Reajuste deve pesar sobre a inflação e afetar investimentos no país
O aumento do IOF (Imposto sobre Operações Financeiras) deve fazer o consumidor rever planos de financiamentos, prejudicar investimentos de empresas e impactar na inflação, segundo economistas ouvidos pela reportagem.
Na quinta-feira (16), o presidente Jair Bolsonaro (sem partido) editou um decreto que determina o aumento do tributo como alternativa para financiar o novo Bolsa Família até o fim do ano.
A criação do novo programa, batizado de Auxílio Brasil, tem a meta de aumentar de 14,6 milhões para 17 milhões o número de famílias atendidas pelo Bolsa Família, um movimento que é considerado crucial para recuperar e elevar a popularidade do presidente no ano que vem.
Com a escalada das ameaças golpistas, até o dia 7 de setembro, inflação alta, desemprego resistente e perspectivas de crescimento do PIB (Produto Interno Bruto) abaixo de 1% no ano das eleições, Bolsonaro tem o desafio de reduzir sua rejeição. A mais recente pesquisa Datafolha aponta que a reprovação ao presidente atingiu 53%. O aumento do IOF deve gerar uma alta de arrecadação estimada pelo Planalto em R$ 2,14 bilhões.

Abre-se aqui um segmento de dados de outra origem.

//! OBD Diagnostic Core API Server
//!
//! HTTP surface over the connection manager, telemetry poller, fault rules
//! and explanation gateway.

use axum::{
    extract::State,
    http::StatusCode,
    response::IntoResponse,
    routing::get,
    Json, Router,
};
use explain_gateway::{GatewayClient, GatewayError};
use metrics_exporter_prometheus::{PrometheusBuilder, PrometheusHandle};
use obd_protocol::{Elm327Connector, SimulatedConnector, SourceConnector, TelemetrySource};
use obd_session::{ConnectionManager, ConnectionSettings, PollerState, SessionInfo, TelemetryPoller};
use serde::Serialize;
use std::sync::Arc;
use std::time::{Duration, Instant};
use tower_http::cors::CorsLayer;
use tower_http::trace::TraceLayer;
use tracing::{info, warn};
use tracing_subscriber::EnvFilter;

mod config;
mod error;
mod routes;

pub use config::{
    AppConfig, GatewaySettings, LogConfig, PollerConfig, ServerConfig, SourceConfig, SourceKind,
    CONFIG_PATH_ENV, DEFAULT_CONFIG_FILE,
};
pub use error::ApiError;

/// Application state shared across handlers
pub struct AppState {
    /// Owner of the telemetry source handle and the poller
    pub connections: ConnectionManager,
    /// Explanation service client
    pub gateway: GatewayClient,
    /// Interval used by `/live/start`
    pub poll_interval: Duration,
    /// Prometheus renderer, when the recorder is installed
    pub metrics: Option<PrometheusHandle>,
    /// Version string
    pub version: String,
    /// Start time
    pub start_time: Instant,
}

pub type SharedState = Arc<AppState>;

impl AppState {
    pub fn new(
        connector: Arc<dyn SourceConnector>,
        settings: ConnectionSettings,
        gateway: GatewayClient,
        poll_interval: Duration,
    ) -> Self {
        let poller = Arc::new(TelemetryPoller::new());
        Self {
            connections: ConnectionManager::new(connector, poller, settings),
            gateway,
            poll_interval,
            metrics: None,
            version: env!("CARGO_PKG_VERSION").to_string(),
            start_time: Instant::now(),
        }
    }

    /// Build state from configuration
    pub fn from_config(config: &AppConfig) -> Result<Self, GatewayError> {
        let connector: Arc<dyn SourceConnector> = match config.source.kind {
            SourceKind::Elm327 => Arc::new(Elm327Connector::new(config.source.elm327())),
            SourceKind::Simulated => Arc::new(SimulatedConnector::new()),
        };
        let gateway = GatewayClient::new(config.gateway.gateway_config())?;
        Ok(Self::new(
            connector,
            config.source.connection_settings(),
            gateway,
            config.poller.interval(),
        ))
    }

    pub fn with_metrics(mut self, handle: PrometheusHandle) -> Self {
        self.metrics = Some(handle);
        self
    }

    pub fn poller(&self) -> &Arc<TelemetryPoller> {
        self.connections.poller()
    }

    /// The stored handle if it is still live
    pub async fn require_handle(&self) -> Result<Arc<dyn TelemetrySource>, ApiError> {
        match self.connections.current_handle().await {
            Some(handle) if handle.is_live() => Ok(handle),
            _ => Err(ApiError::NotConnected),
        }
    }

    /// Stop polling and release the telemetry source
    pub async fn shutdown(&self) {
        if let Err(e) = self.connections.disconnect().await {
            warn!("Closing telemetry source during shutdown failed: {}", e);
        }
    }
}

/// Health response
#[derive(Debug, Serialize)]
pub struct HealthResponse {
    pub status: String,
    pub version: String,
    pub uptime_seconds: u64,
    pub connected: bool,
    pub poller: PollerState,
    #[serde(skip_serializing_if = "Option::is_none")]
    pub session: Option<SessionInfo>,
}

/// Create the application router
pub fn create_router(state: SharedState) -> Router {
    Router::new()
        .route("/connect", get(routes::connection::connect))
        .route("/disconnect", get(routes::connection::disconnect))
        .route("/ping", get(routes::connection::ping))
        .route("/dtc", get(routes::diagnostics::get_dtc))
        .route("/dtc/explain/:code", get(routes::diagnostics::explain))
        .route("/freeze", get(routes::diagnostics::get_freeze))
        .route("/clear", get(routes::diagnostics::clear_codes))
        .route("/live/start", get(routes::live::start))
        .route("/live/stop", get(routes::live::stop))
        .route("/live/data", get(routes::live::data))
        .route("/health", get(health_handler))
        .route("/metrics", get(metrics_handler))
        .layer(TraceLayer::new_for_http())
        .layer(CorsLayer::permissive())
        .with_state(state)
}

/// Health check handler
async fn health_handler(State(state): State<SharedState>) -> Json<HealthResponse> {
    Json(HealthResponse {
        status: "healthy".to_string(),
        version: state.version.clone(),
        uptime_seconds: state.start_time.elapsed().as_secs(),
        connected: state.connections.is_connected().await,
        poller: state.poller().state(),
        session: state.poller().session_info(),
    })
}

/// Prometheus text exposition
async fn metrics_handler(State(state): State<SharedState>) -> impl IntoResponse {
    match &state.metrics {
        Some(handle) => (StatusCode::OK, handle.render()),
        None => (StatusCode::NOT_FOUND, "metrics recorder not installed".to_string()),
    }
}

/// Initialize logging. `RUST_LOG` overrides the configured level.
pub fn init_logging(config: &LogConfig) -> Result<(), Box<dyn std::error::Error + Send + Sync>> {
    let filter = EnvFilter::try_from_default_env()
        .or_else(|_| EnvFilter::try_new(&config.level))?;

    let builder = tracing_subscriber::fmt()
        .with_env_filter(filter)
        .with_target(true);
    if config.json {
        builder.json().try_init()
    } else {
        builder.try_init()
    }
}

/// Run the server until Ctrl-C, then release the telemetry source
pub async fn run_server(config: AppConfig) -> anyhow::Result<()> {
    let mut state = AppState::from_config(&config)?;
    match PrometheusBuilder::new().install_recorder() {
        Ok(handle) => state = state.with_metrics(handle),
        Err(e) => warn!("Metrics recorder not installed: {}", e),
    }
    let state = Arc::new(state);
    let app = create_router(state.clone());

    info!("Starting API server on {}", config.server.bind);

    let listener = tokio::net::TcpListener::bind(&config.server.bind).await?;
    axum::serve(listener, app)
        .with_graceful_shutdown(shutdown_signal())
        .await?;

    info!("Shutting down");
    state.shutdown().await;
    Ok(())
}

async fn shutdown_signal() {
    if let Err(e) = tokio::signal::ctrl_c().await {
        warn!("Failed to listen for shutdown signal: {}", e);
        std::future::pending::<()>().await;
    }
}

Para Nicola Tingas, da Acrefi (Associação Nacional das Instituições de Crédito, Financiamento e Investimento), há dois impactos principais no aumento do imposto.
Em primeiro lugar, há um aumento do custo para a tomada de crédito, tanto para o tomador pessoa física quanto para a pessoa jurídica, em todas as operações.
“Isso significa um custo operacional para uma empresa que tem de tomar crédito para o capital de giro ou fazer uma antecipação de recebíveis. E para uma pessoa física financiar um bem.”
Sob um segundo aspecto, no conjunto da economia, ele avalia que haverá um impacto inflacionário. É um momento em que não se esperava tributação adicional, com a economia em desaceleração para o ano que vem, diz.
Em agosto, o IPCA (Índice de Preços ao Consumidor Amplo) registrou a maior alta para o mês em 21 anos, de 0,87%, divulgado na semana passada. Em 12 meses, a inflação já encosta em dois dígitos.
“É muito ruim para o cenário econômico atual fazer financiamento para o gasto público, mesmo que seja para um motivo nobre e necessário, com mais impostos. O correto seria cortar custos, de um orçamento que tem espaço para fazer isso.”
Apesar da questão meritória, já que as pessoas estão precisando de recursos, esse esforço do governo passa uma sinalização muito ruim, avalia o economista-chefe da MB Associados, Sergio Vale.
“O anúncio [de aumento do IOF] vem em um momento já crítico sob a ótica do tomador de crédito, frente à alta significativa da Selic, com estimativas apontando para uma taxa de juros em 8,5% nos próximos meses e que pode ser até mais do que isso.”
Vale considera que o programa proposto pelo governo para substituir o Bolsa Família não é algo que está sendo pensado de maneira adequada para se tornar, de fato, um programa social.
“Temos visto uma dificuldade grande do governo em acomodar os recursos existentes no teto de gastos para o ano que vem. Ele toma essa medida por estar enfraquecido politicamente e adiciona riscos à questão fiscal.”
Já na avaliação do ex-diretor do Banco Central Alexandre Schwartsman, o objetivo da medida é aumentar o programa Bolsa Família, para render dividendos eleitorais ao presidente da República no ano que vem.
“É uma medida populista, e o mercado está reagindo de maneira negativa, até por ser uma medida muito ruim mesmo. Mostra que o [ministro da Economia] Paulo Guedes não tem interesse em entregar as contas públicas em ordem.”
Ainda segundo o consultor da Schwartsman e Associados, a sinalização é de que não há nenhum compromisso com a questão fiscal. “É tudo conversa mole para boi dormir.”
“A utilização do IOF para um programa como o Auxílio Brasil não me parece adequada. Vai se criar um aumento de imposto de forma descoordenada com as outras propostas tributárias que estão em discussão”, avalia o economista-chefe da Necton, André Perfeito.
Ele complementa que o problema principal do país hoje não é a falta de dinheiro, mas a falta de um plano mais sólido.